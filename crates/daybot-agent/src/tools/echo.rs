//! Echo tool — returns the text it was given.
//!
//! Mostly useful for wiring checks and demos; it is the simplest possible
//! tool the loop can exercise end to end.

use async_trait::async_trait;
use serde_json::{Map, Value};

use super::base::{require_string, Tool};

/// Repeats the provided text back.
pub struct EchoTool;

#[async_trait]
impl Tool for EchoTool {
    fn name(&self) -> &str {
        "echo"
    }

    fn description(&self) -> &str {
        "Repeats a piece of text back to you.\n\
         Args:\n\
         - text (string, required): the text to repeat"
    }

    async fn execute(&self, args: Map<String, Value>) -> anyhow::Result<String> {
        require_string(&args, "text")
    }
}

#[cfg(test)]
mod tests {
    use super::*;
    use serde_json::json;

    #[tokio::test]
    async fn test_echo_returns_text() {
        let args = json!({"text": "hi"}).as_object().unwrap().clone();
        assert_eq!(EchoTool.execute(args).await.unwrap(), "hi");
    }

    #[tokio::test]
    async fn test_echo_missing_text_errors() {
        assert!(EchoTool.execute(Map::new()).await.is_err());
    }
}
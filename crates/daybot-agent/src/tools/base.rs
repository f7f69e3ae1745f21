//! Tool trait — the abstract interface every agent tool must implement.

use async_trait::async_trait;
use serde_json::{Map, Value};

// ─────────────────────────────────────────────
// Tool trait
// ─────────────────────────────────────────────

/// Every agent tool implements this trait.
///
/// The loop resolves tools by `name()` (case-insensitively), the prompt
/// builder puts `description()` into the system prompt's catalog verbatim,
/// and dispatch goes through `execute()`.
#[async_trait]
pub trait Tool: Send + Sync {
    /// Unique name the model uses to call this tool (e.g. `"add_event"`).
    fn name(&self) -> &str;

    /// Usage documentation shown to the model, verbatim.
    ///
    /// Spell out the arguments here — the catalog is prose, there is no
    /// machine-readable parameter schema on the wire.
    fn description(&self) -> &str;

    /// Execute the tool with the given named arguments.
    ///
    /// Returns the tool output as a string (the model reads this). On
    /// failure, return an `Err` — the dispatcher converts it to an error
    /// string so the model can react in the next round instead of the loop
    /// crashing.
    async fn execute(&self, args: Map<String, Value>) -> anyhow::Result<String>;
}

// ─────────────────────────────────────────────
// Arg helpers
// ─────────────────────────────────────────────

/// Extract a required `String` arg, returning a model-friendly error.
pub fn require_string(args: &Map<String, Value>, key: &str) -> anyhow::Result<String> {
    args.get(key)
        .and_then(|v| v.as_str())
        .map(|s| s.to_string())
        .ok_or_else(|| anyhow::anyhow!("Missing required argument: {key}"))
}

/// Extract an optional `String` arg.
pub fn optional_string(args: &Map<String, Value>, key: &str) -> Option<String> {
    args.get(key).and_then(|v| v.as_str()).map(|s| s.to_string())
}

/// Extract an optional integer arg.
pub fn optional_i64(args: &Map<String, Value>, key: &str) -> Option<i64> {
    args.get(key).and_then(|v| v.as_i64())
}

#[cfg(test)]
mod tests {
    use super::*;
    use serde_json::json;

    fn args_from(value: Value) -> Map<String, Value> {
        value.as_object().unwrap().clone()
    }

    #[test]
    fn test_require_string_present() {
        let args = args_from(json!({"title": "buy milk"}));
        assert_eq!(require_string(&args, "title").unwrap(), "buy milk");
    }

    #[test]
    fn test_require_string_missing() {
        let args = Map::new();
        let err = require_string(&args, "title").unwrap_err();
        assert!(err.to_string().contains("title"));
    }

    #[test]
    fn test_require_string_wrong_type() {
        let args = args_from(json!({"title": 42}));
        assert!(require_string(&args, "title").is_err());
    }

    #[test]
    fn test_optional_string() {
        let args = args_from(json!({"notes": "2%"}));
        assert_eq!(optional_string(&args, "notes"), Some("2%".into()));
        assert_eq!(optional_string(&args, "other"), None);
    }

    #[test]
    fn test_optional_i64() {
        let args = args_from(json!({"limit": 5}));
        assert_eq!(optional_i64(&args, "limit"), Some(5));
        assert_eq!(optional_i64(&args, "missing"), None);
    }
}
########################################
## EXERCISE INSTRUCTIONS
Go through the entries and copy every line with "notes".

## RESULT
        let args = args_from(json!({"notes": "2%"}));
        assert_eq!(optional_string(&args, "notes"), Some("2%".into()));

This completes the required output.